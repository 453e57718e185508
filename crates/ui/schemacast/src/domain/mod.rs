// Domain layer modules.
//
// Non-UI logic the engine consumes as data. Nothing in here touches the
// terminal or the network.
//
// - template: placeholder documents for a compiled schema
// - codec: JSON <-> Avro datum, wire envelope
// - subject: subject/topic naming, list filtering
// - drafts: saved drafts on disk
// - editor: external editor hand-off

pub mod codec;
pub mod drafts;
pub mod editor;
pub mod subject;
pub mod template;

------------------------------------------------------------------------

### Work item
All the entries above must be repeated exactly as they were given.

### Solution for this exercise
repository 453e57718e185508
filename crates/ui/schemacast/src/domain/mod.rs
// Domain layer modules.
//
// Non-UI logic the engine consumes as data. Nothing in here touches the
// terminal or the network.
//
// - template: placeholder documents for a compiled schema
// - codec: JSON <-> Avro datum, wire envelope
// - subject: subject/topic naming, list filtering
// - drafts: saved drafts on disk
// - editor: external editor hand-off

pub mod codec;
pub mod drafts;
pub mod editor;
pub mod subject;
pub mod template;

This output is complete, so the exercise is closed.